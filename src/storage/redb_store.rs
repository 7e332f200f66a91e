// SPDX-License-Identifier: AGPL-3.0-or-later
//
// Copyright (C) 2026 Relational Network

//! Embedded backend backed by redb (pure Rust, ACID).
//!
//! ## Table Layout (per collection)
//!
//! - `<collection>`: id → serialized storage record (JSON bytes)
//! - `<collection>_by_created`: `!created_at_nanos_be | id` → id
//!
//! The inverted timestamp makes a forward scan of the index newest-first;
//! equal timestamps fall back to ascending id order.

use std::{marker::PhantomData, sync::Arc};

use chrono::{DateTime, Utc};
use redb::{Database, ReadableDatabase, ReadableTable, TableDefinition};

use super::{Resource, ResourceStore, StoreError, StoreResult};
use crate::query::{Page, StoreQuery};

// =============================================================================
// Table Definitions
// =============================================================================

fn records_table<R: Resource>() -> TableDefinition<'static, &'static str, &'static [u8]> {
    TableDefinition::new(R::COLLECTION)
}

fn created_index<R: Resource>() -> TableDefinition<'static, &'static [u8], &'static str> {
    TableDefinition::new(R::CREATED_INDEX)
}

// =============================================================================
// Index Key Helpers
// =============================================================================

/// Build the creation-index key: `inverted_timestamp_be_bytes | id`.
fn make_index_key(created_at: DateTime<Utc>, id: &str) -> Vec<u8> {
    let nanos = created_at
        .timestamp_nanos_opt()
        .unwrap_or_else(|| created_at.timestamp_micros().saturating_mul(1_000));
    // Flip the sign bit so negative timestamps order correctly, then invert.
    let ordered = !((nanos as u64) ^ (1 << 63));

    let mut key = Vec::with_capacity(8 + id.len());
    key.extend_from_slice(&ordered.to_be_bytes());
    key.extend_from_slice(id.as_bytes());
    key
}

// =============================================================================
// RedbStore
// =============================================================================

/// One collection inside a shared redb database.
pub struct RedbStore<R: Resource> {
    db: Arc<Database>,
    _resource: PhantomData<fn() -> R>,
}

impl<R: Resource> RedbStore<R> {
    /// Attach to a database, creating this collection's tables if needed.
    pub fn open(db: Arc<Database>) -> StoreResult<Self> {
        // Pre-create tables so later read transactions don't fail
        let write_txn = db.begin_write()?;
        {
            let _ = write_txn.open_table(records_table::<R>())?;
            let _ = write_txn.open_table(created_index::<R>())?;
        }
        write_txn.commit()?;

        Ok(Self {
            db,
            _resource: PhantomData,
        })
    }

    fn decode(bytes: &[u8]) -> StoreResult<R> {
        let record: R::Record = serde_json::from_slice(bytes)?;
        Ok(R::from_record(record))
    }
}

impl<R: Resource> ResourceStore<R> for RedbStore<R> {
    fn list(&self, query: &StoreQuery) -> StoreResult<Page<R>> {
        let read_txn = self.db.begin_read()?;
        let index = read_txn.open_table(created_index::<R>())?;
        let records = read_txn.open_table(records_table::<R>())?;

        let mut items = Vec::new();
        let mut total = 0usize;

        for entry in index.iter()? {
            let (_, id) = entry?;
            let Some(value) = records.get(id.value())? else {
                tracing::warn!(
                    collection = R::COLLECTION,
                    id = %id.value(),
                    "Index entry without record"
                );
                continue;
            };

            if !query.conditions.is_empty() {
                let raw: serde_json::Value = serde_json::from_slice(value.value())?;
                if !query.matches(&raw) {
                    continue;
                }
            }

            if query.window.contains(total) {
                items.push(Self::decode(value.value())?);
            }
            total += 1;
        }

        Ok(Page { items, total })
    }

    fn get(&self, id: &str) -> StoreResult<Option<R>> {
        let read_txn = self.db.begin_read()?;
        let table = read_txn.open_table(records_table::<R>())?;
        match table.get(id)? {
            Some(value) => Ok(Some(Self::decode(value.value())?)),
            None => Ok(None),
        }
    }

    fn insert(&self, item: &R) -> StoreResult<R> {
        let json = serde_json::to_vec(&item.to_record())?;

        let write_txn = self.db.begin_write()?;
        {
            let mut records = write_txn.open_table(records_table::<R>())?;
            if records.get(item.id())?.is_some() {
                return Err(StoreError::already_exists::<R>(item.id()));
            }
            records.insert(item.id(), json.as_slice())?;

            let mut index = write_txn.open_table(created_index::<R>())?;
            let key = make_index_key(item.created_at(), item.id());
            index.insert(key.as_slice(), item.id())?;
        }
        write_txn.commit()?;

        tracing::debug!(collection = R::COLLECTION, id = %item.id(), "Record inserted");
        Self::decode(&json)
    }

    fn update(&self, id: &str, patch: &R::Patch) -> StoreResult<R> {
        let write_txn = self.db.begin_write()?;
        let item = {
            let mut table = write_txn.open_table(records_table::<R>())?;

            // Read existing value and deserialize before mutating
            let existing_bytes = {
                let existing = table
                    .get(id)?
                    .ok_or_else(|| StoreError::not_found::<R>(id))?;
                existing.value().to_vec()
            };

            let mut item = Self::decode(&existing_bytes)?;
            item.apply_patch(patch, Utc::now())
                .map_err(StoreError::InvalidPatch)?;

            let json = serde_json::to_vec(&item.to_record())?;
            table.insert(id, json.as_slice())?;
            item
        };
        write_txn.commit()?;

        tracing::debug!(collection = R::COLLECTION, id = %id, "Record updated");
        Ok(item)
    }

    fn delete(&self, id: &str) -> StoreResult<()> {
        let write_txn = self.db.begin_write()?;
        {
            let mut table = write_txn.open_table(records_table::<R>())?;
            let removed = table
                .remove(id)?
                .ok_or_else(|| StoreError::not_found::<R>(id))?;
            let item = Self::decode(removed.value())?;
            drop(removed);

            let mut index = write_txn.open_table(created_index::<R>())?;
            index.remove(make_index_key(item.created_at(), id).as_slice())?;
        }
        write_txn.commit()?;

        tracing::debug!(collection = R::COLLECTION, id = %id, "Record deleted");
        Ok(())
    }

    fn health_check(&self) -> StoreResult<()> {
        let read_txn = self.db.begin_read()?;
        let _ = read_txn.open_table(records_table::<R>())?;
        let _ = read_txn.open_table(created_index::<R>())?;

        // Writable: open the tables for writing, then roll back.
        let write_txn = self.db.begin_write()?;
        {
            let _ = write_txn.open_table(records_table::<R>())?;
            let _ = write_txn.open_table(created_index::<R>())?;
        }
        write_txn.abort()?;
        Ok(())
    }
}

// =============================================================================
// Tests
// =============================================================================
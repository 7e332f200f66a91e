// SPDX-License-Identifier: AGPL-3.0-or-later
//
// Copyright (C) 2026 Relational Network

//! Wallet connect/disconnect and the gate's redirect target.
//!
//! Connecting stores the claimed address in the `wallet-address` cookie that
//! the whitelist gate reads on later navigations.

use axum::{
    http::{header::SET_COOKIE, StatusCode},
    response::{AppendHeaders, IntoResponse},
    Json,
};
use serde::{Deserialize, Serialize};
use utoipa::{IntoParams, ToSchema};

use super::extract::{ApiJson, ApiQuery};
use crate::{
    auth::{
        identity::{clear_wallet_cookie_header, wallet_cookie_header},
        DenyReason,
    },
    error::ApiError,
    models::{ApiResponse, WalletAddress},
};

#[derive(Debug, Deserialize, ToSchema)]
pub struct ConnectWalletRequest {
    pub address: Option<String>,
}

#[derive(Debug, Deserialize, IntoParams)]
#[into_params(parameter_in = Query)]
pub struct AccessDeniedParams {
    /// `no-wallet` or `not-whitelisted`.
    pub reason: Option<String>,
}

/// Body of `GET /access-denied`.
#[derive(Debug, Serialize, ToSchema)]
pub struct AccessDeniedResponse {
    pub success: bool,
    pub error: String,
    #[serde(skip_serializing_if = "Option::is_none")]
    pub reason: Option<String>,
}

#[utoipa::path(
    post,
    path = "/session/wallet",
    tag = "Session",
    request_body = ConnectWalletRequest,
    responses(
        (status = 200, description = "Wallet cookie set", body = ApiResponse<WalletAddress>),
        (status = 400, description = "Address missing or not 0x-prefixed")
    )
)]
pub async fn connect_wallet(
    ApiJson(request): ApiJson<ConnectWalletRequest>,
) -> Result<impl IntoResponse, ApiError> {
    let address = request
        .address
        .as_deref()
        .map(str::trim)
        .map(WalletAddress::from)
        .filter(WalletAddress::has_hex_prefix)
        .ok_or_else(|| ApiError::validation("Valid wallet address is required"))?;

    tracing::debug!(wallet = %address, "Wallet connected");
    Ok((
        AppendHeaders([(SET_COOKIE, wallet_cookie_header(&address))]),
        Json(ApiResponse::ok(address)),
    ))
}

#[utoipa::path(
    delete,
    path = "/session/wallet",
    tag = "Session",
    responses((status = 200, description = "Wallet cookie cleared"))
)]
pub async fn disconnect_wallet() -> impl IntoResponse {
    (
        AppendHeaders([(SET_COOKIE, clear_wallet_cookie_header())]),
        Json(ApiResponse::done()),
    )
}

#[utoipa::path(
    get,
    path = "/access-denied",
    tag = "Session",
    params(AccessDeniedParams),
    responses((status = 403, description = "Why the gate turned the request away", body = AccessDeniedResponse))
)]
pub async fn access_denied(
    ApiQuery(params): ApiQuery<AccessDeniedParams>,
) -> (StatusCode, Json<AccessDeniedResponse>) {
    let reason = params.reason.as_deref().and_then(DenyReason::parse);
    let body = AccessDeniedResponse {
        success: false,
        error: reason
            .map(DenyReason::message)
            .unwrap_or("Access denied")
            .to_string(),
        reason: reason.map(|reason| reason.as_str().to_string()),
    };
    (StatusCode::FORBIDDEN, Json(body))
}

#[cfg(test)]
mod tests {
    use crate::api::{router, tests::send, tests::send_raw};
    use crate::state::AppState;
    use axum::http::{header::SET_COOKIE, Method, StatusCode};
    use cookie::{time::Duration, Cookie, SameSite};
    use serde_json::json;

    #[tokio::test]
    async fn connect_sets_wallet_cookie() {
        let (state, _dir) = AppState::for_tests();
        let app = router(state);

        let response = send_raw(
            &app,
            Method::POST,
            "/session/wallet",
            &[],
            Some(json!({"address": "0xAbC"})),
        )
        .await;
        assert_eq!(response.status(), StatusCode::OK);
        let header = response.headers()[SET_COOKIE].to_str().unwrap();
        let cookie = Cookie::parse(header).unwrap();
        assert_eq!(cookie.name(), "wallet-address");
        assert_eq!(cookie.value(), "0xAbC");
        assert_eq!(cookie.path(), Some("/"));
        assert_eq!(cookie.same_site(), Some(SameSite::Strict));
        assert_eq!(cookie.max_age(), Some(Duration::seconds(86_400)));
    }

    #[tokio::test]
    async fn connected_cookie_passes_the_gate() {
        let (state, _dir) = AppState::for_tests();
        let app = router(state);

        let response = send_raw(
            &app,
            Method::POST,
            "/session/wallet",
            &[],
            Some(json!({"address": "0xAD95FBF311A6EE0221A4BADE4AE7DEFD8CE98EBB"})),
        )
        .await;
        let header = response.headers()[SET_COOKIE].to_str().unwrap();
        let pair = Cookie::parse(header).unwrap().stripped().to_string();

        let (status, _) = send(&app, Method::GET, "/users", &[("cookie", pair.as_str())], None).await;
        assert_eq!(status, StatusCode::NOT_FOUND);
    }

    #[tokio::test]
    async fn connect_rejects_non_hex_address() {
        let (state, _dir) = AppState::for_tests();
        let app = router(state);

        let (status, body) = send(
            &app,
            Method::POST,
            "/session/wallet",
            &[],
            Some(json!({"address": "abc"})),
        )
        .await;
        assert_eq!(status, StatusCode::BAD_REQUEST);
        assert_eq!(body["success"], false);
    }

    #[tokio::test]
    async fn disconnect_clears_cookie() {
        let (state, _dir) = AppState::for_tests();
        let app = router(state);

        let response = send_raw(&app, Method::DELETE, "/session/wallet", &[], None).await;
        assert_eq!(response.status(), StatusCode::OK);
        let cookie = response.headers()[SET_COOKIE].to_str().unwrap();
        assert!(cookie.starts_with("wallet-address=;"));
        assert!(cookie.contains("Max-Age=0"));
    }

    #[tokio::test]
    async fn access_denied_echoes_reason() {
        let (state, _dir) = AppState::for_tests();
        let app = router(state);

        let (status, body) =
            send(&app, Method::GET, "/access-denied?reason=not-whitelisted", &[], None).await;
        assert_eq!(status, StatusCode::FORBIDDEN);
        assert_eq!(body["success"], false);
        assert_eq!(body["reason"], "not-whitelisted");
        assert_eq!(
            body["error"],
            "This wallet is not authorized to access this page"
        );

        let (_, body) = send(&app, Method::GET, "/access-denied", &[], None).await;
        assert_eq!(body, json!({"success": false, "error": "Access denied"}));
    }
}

-------

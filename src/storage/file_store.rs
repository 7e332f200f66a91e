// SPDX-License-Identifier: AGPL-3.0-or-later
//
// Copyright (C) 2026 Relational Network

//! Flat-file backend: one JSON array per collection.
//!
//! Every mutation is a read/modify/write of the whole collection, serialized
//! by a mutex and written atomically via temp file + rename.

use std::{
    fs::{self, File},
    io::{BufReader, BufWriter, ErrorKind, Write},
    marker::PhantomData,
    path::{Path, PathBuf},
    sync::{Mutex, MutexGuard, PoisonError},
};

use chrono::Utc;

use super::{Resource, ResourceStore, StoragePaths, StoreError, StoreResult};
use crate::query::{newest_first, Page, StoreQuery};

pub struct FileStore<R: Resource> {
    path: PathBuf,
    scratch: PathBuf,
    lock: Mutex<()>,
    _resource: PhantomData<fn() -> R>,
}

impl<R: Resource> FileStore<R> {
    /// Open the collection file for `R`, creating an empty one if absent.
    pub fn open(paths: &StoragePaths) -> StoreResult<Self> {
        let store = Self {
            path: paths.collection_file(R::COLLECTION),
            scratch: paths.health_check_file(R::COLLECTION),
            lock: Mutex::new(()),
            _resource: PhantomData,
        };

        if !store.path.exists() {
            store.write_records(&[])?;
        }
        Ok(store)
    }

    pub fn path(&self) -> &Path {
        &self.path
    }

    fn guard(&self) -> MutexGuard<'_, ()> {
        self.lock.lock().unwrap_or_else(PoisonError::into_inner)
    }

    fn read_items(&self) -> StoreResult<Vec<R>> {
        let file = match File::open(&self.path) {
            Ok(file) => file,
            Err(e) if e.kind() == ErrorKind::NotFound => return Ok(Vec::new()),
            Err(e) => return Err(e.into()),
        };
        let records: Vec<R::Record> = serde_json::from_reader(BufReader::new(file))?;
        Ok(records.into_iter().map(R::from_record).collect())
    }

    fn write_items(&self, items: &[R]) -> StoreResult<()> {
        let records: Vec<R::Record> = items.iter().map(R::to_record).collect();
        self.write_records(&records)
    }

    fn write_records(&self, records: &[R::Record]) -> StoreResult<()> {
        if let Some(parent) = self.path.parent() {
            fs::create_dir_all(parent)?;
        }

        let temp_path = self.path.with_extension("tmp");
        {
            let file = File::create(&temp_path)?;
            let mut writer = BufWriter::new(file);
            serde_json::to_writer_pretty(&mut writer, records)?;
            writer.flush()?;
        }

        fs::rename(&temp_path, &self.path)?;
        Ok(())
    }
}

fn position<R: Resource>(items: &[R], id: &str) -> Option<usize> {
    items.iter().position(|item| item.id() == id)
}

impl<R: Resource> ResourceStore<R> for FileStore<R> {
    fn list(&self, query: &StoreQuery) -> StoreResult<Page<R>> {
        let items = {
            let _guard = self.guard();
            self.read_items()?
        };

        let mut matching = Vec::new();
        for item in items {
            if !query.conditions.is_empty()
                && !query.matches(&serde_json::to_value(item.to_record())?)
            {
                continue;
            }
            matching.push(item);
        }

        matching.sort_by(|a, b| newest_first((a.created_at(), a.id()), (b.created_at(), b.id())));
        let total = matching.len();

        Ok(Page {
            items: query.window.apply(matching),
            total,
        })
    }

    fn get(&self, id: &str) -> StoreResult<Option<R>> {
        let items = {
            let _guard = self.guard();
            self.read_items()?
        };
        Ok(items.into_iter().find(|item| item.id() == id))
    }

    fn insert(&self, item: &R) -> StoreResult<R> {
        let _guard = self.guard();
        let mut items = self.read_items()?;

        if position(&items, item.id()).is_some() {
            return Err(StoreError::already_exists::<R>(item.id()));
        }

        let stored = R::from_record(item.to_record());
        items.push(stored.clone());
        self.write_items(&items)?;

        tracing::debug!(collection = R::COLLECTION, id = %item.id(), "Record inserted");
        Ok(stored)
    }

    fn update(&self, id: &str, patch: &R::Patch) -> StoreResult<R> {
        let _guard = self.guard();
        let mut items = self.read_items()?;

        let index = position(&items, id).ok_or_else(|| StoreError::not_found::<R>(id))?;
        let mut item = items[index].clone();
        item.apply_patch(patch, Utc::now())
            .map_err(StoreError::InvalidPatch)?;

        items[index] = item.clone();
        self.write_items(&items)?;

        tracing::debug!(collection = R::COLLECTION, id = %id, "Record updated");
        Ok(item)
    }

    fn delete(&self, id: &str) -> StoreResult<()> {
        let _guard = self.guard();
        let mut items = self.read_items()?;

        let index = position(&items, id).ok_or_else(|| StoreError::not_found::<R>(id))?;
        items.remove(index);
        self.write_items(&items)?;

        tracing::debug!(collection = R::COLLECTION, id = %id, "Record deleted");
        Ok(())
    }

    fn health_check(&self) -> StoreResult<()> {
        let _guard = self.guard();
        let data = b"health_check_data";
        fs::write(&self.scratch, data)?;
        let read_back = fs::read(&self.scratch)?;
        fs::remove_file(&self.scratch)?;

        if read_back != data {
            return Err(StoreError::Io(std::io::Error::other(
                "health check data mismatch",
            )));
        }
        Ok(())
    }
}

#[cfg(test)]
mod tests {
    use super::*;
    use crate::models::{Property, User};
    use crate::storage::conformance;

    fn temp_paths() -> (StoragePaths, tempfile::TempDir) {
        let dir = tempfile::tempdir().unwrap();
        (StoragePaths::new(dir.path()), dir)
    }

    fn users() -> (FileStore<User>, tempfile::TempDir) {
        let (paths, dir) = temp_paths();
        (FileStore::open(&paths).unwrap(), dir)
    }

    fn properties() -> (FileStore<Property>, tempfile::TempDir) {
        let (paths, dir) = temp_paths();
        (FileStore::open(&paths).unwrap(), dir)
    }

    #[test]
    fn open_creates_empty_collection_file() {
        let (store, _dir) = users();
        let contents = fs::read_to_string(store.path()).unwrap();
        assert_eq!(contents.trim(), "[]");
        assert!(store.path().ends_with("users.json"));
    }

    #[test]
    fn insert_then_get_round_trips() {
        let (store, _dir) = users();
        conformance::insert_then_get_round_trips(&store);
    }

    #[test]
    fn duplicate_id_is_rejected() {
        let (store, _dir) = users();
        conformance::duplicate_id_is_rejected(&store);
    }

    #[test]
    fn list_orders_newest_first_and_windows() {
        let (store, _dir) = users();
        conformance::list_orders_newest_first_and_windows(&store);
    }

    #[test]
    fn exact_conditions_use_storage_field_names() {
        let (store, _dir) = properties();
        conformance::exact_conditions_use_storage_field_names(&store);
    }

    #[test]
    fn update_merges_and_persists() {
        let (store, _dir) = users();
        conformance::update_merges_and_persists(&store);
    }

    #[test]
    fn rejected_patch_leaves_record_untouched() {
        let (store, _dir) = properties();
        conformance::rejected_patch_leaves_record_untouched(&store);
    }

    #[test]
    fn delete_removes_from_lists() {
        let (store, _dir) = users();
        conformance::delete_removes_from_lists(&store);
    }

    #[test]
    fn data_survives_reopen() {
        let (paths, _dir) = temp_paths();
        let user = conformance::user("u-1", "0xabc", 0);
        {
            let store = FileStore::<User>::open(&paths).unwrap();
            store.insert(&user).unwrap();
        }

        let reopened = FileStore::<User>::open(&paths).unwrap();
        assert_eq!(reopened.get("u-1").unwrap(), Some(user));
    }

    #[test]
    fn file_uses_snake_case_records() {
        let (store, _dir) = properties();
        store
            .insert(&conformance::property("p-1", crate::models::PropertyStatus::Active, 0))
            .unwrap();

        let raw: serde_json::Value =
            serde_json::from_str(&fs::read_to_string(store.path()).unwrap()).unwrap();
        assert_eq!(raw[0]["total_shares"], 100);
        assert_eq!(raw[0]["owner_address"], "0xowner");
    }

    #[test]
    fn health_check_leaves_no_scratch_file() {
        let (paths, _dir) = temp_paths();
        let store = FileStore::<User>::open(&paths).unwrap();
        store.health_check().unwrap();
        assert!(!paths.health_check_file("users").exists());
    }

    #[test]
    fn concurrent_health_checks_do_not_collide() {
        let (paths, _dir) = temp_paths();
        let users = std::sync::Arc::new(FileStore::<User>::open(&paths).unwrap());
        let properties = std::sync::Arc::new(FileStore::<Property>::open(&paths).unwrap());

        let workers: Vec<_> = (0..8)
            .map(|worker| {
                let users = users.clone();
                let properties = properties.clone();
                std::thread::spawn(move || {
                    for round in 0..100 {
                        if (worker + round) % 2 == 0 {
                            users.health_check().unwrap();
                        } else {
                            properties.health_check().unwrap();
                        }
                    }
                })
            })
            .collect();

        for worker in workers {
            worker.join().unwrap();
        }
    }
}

-------

Going through the listing above, tally the lines that contain the word "parse" and state the total alone.

# Solution to this exercise
3